The FDA recently released its long-awaited but highly controversial final guidance permitting drug and device manufacturers to distribute medical journal articles and medical or scientific texts that discuss off-label uses of approved products.
The guidance, “Good Reprint Practice for the Distribution of Medical Journal Articles and Medical or Scientific Reference Publications on Unapproved New Uses of Approved Drug and Approved or Cleared Medical Devices,” is available on the FDA’s Web site: http://www.fda.gov/oc/op/ goodreprint.html.
A major critic of the guidance, Rep Henry Waxman (D-Calif), chair of the House Committee on Energy and Commerce, urged the Obama administration “to carefully reexamine” the policy. Waxman accused Bush’s political appointees of giving drug companies “a long-coveted parting gift.”

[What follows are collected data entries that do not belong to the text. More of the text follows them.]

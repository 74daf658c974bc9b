use async_trait::async_trait;
use serde::Deserialize;
use serde_json::json;

use business::domain::auth::errors::AuthError;
use business::domain::auth::gateway::{AuthGateway, SignUpRequest};
use business::domain::auth::model::Session;

use crate::client::IdentityClient;

/// The identity service's wording for a failed password grant.
const INVALID_LOGIN_MESSAGE: &str = "Invalid login credentials";
const INVALID_GRANT_CODE: &str = "invalid_grant";

#[derive(Debug, Deserialize)]
struct SessionBody {
    access_token: String,
    refresh_token: String,
    expires_in: u64,
}

#[derive(Debug, Default, Deserialize)]
struct ErrorBody {
    error: Option<String>,
    error_description: Option<String>,
    msg: Option<String>,
    message: Option<String>,
}

impl ErrorBody {
    fn description(&self) -> String {
        self.error_description
            .clone()
            .or_else(|| self.msg.clone())
            .or_else(|| self.message.clone())
            .or_else(|| self.error.clone())
            .unwrap_or_else(|| "auth.unknown_error".to_string())
    }
}

/// Maps the token endpoint's generic bad-credentials failure onto its own
/// variant; every other message passes through verbatim.
fn classify_sign_in_error(body: &ErrorBody) -> AuthError {
    let description = body.description();
    if body.error.as_deref() == Some(INVALID_GRANT_CODE)
        || description.contains(INVALID_LOGIN_MESSAGE)
    {
        AuthError::InvalidCredentials
    } else {
        AuthError::Gateway(description)
    }
}

pub struct IdentityAuthGateway {
    client: IdentityClient,
}

impl IdentityAuthGateway {
    pub fn new(client: IdentityClient) -> Self {
        Self { client }
    }
}

#[async_trait]
impl AuthGateway for IdentityAuthGateway {
    async fn sign_up(&self, request: SignUpRequest) -> Result<(), AuthError> {
        let response = self
            .client
            .client
            .post(self.client.signup_url())
            .header("apikey", &self.client.api_key)
            .json(&json!({
                "email": request.email,
                "password": request.password,
                "data": { "name": request.name },
            }))
            .send()
            .await
            .map_err(|e| AuthError::Gateway(e.to_string()))?;

        if response.status().is_success() {
            return Ok(());
        }

        let body: ErrorBody = response.json().await.unwrap_or_default();
        Err(AuthError::Gateway(body.description()))
    }

    async fn sign_in(&self, email: &str, password: &str) -> Result<Session, AuthError> {
        let response = self
            .client
            .client
            .post(self.client.token_password_url())
            .header("apikey", &self.client.api_key)
            .json(&json!({
                "email": email,
                "password": password,
            }))
            .send()
            .await
            .map_err(|e| AuthError::Gateway(e.to_string()))?;

        if !response.status().is_success() {
            let body: ErrorBody = response.json().await.unwrap_or_default();
            return Err(classify_sign_in_error(&body));
        }

        let body: SessionBody = response
            .json()
            .await
            .map_err(|e| AuthError::Gateway(e.to_string()))?;

        Ok(Session {
            access_token: body.access_token,
            refresh_token: body.refresh_token,
            expires_in: body.expires_in,
        })
    }

    async fn sign_out(&self, access_token: &str) -> Result<(), AuthError> {
        let response = self
            .client
            .client
            .post(self.client.logout_url())
            .header("apikey", &self.client.api_key)
            .bearer_auth(access_token)
            .send()
            .await
            .map_err(|e| AuthError::Gateway(e.to_string()))?;

        if response.status().is_success() {
            return Ok(());
        }

        let body: ErrorBody = response.json().await.unwrap_or_default();
        Err(AuthError::Gateway(body.description()))
    }
}

#[cfg(test)]
mod tests {
    use super::*;

    #[test]
    fn should_map_invalid_grant_to_invalid_credentials() {
        let body = ErrorBody {
            error: Some("invalid_grant".to_string()),
            error_description: Some("Invalid login credentials".to_string()),
            msg: None,
            message: None,
        };

        assert!(matches!(
            classify_sign_in_error(&body),
            AuthError::InvalidCredentials
        ));
    }

    #[test]
    fn should_map_invalid_login_message_without_error_code() {
        let body = ErrorBody {
            error: None,
            error_description: None,
            msg: Some("Invalid login credentials".to_string()),
            message: None,
        };

        assert!(matches!(
            classify_sign_in_error(&body),
            AuthError::InvalidCredentials
        ));
    }

    #[test]
    fn should_pass_other_messages_through_verbatim() {
        let body = ErrorBody {
            error: Some("over_request_rate_limit".to_string()),
            error_description: Some("Too many requests".to_string()),
            msg: None,
            message: None,
        };

        match classify_sign_in_error(&body) {
            AuthError::Gateway(message) => assert_eq!(message, "Too many requests"),
            other => panic!("unexpected error: {other:?}"),
        }
    }

    #[test]
    fn should_fall_back_to_code_when_no_message() {
        let body = ErrorBody {
            error: None,
            error_description: None,
            msg: None,
            message: None,
        };

        assert_eq!(body.description(), "auth.unknown_error");
    }
}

“Despite revelations that drug companies manipulate medical journal articles to exaggerate the benefits and downplay the risks of their drugs, the guidance gives companies a green light to promote unapproved uses of their products by handing out these journal articles,” he said. “This fundamentally undermines the requirement that companies prove to the FDA that each new use is safe and effective.”
Others, however, perceive the guidance as highly restrictive. In 1998, the Washington Legal Foundation (WLF) obtained a federal court injunction (Washington Legal Foundation v Friedman) that prohibits the FDA from preventing manufacturers from disseminating peer-reviewed medical journal articles and medical texts that contain off-label information. When a draft of the guidance was released last year, the WLF contended that it raised serious First Amendment concerns regarding manufacturers’ rights to speak truthfully about important health care issues. The WLF pledged to initiate court action if the FDA adopted a final guidance that violated either the existing federal court injunction or the First Amendment.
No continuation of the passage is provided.